MT: Just like a lot of others here, you have superimposed EA with systems. One result of EA is better and more dependable cheaper systems. However, EA is really about the functioning of government systems or not. And as to systems functioning, the US government has many legacy systems dating back to the late 1980 that are hobbled and virtually unsupportable. They must, with the programs and processes they support , be re-architected.

 

DGI:  Can you give me a couple of examples of the good ways EA works to provide a streamlined, efficient operation?

 

MT: When agencies architect and model/analyze their systems, they find out some programs are over automated with duplicate nonintegrated systems/solutions which is wasteful and costly.

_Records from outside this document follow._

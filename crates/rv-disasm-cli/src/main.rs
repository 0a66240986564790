use anyhow::Result;
use clap::{Parser, Subcommand, ValueEnum};
use std::io::BufRead;
use std::path::Path;
use tracing::info;
use tracing_subscriber::EnvFilter;

use rv_disasm::Xlen;
use rv_disasm_cli::{load_raw_bin, parse_u32, render_text, sweep, words_to_records};

#[derive(Parser, Debug)]
#[command(author, version, about = "RISC-V disassembler CLI", long_about = None)]
struct Cli {
    /// Integer register width: 32, 64 or 128
    #[arg(long, global = true, default_value_t = Xlen::Rv64)]
    xlen: Xlen,
    /// Output format: text or json
    #[arg(long, global = true, value_enum, default_value_t = OutputFormat::Text)]
    format: OutputFormat,
    /// Write output to file instead of stdout
    #[arg(long, global = true, value_name = "FILE")]
    out: Option<String>,
    #[command(subcommand)]
    cmd: Command,
}

#[derive(Subcommand, Debug)]
enum Command {
    /// Disassemble instruction words (read from stdin, one per line, if none are given)
    Words {
        /// Words in hex (`0x` optional, `_` allowed)
        #[arg(value_name = "WORD", allow_hyphen_values = true)]
        words: Vec<String>,
        /// Parse words as decimal instead of hex
        #[arg(long)]
        dec: bool,
    },
    /// Disassemble a range [start, end) of a raw little-endian image
    Range {
        /// Input binary path
        #[arg(value_name = "BINFILE")]
        input: String,
        /// Start address (hex or dec)
        start: String,
        /// End address (hex or dec, exclusive)
        end: String,
        /// Load address for the binary in target address space
        #[arg(long, default_value = "0", value_parser = parse_u32)]
        base: u32,
        /// Skip N bytes at start of file before loading
        #[arg(long, default_value_t = 0usize)]
        skip: usize,
        /// Limit bytes loaded (default: to EOF after --skip)
        #[arg(long)]
        len: Option<usize>,
        /// Show instruction bytes
        #[arg(long)]
        show_bytes: bool,
    },
}

#[derive(Debug, Clone, Copy, ValueEnum)]
enum OutputFormat {
    Text,
    Json,
}

fn main() -> Result<()> {
    tracing_subscriber::fmt()
        .with_env_filter(EnvFilter::from_default_env())
        .with_writer(std::io::stderr)
        .init();

    let cli = Cli::parse();

    let records = match cli.cmd {
        Command::Words { words, dec } => {
            let radix = if dec { 10 } else { 16 };
            if words.is_empty() {
                let lines = std::io::stdin().lock().lines().collect::<std::io::Result<Vec<_>>>()?;
                words_to_records(cli.xlen, &lines, radix)
            } else {
                words_to_records(cli.xlen, &words, radix)
            }
        }
        Command::Range { input, start, end, base, skip, len, show_bytes } => {
            let img = load_raw_bin(Path::new(&input), base, skip, len)?;
            info!(path = %input, base, "loaded image");
            let start = parse_u32(&start)?;
            let end = parse_u32(&end)?;
            anyhow::ensure!(end >= start, "end must be >= start");
            sweep(&img, start, end, cli.xlen, show_bytes)
        }
    };

    let text = match cli.format {
        OutputFormat::Json => serde_json::to_string_pretty(&records)? + "\n",
        OutputFormat::Text => render_text(&records),
    };
    if let Some(path) = cli.out {
        std::fs::write(&path, text)?;
        info!(path = %path, records = records.len(), "wrote output");
    } else {
        print!("{text}");
    }

    Ok(())
}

They find out some programs that could be automated or use technology to improve have none (gaps), and they often find related opportunities like to share services or capabilities rather than each buying and supporting its own. For example, under the FEA, the federal pay systems went from 27 to four or so. How can anyone not see the savings in this kind of result? Another thing is that EA naturally identifies dormant programs, solutions and systems. Frankly, the new 25-point plan for IT Reform cannot be effectively implemented without EA.

 

DGI: Is EA prepared to adapt to the changing demands of the cloud, increased security and consolidated data centers?

 

MT: These are the kinds of things that EA organizes and effectively and efficiently can support without damage to the programs they support. Doing these by fiat without a structured prioritized planned transition is reckless and dangerous. In a building you don't just start ripping out walls and structure until you have analyzed the potentials for damage and failure if the structure.

 

DGI: What’s the biggest advantage of EA?

 

MT: Adding value to mission capabilities is way ahead of saving money although it does that as well. Does it save an agency any money? Of course, sharing and reusing data saves enormous amounts of money. Analyzing requirements before code is written saves an order of magnitude in costs as the implementation progresses. Fixing flaws early in models is much cheaper than fixing them later in implemented software or in operational context. Government transformation cannot be done (effectively and efficiently) without EA.  Well it can be done, but if it were a plane I wouldn't fly in it.

 

DGI: How do I make my EA more robust?

 

MT:  EA programs have many levels of maturity. Programs need a different set of models and different analysis than say a whole department. Most agencies started identifying and completing segment architectures a few years ago and then stopped. Completion of the segments will drive EA practices deeper into organizations where monetary savings and process enablement are needed to be found and made to happen. At every layer, EA can contribute and be made more robust. EA is the only mechanism that ensures traceable line of sight from resource investments through business/mission results to strategic objectives.

 

DGI: So tell me again why EA is so important?

 

MT: It is critical to fixing many of the currently unfixed problems facing government and for the nation. It is a disciplined approach to running and designing enterprises that is based in science and engineering practices. With financial crisis, healthcare challenges, energy issues and a plethora of other important work, government must work better and cost less, and that's really what EA is about. We need EA today now more than ever.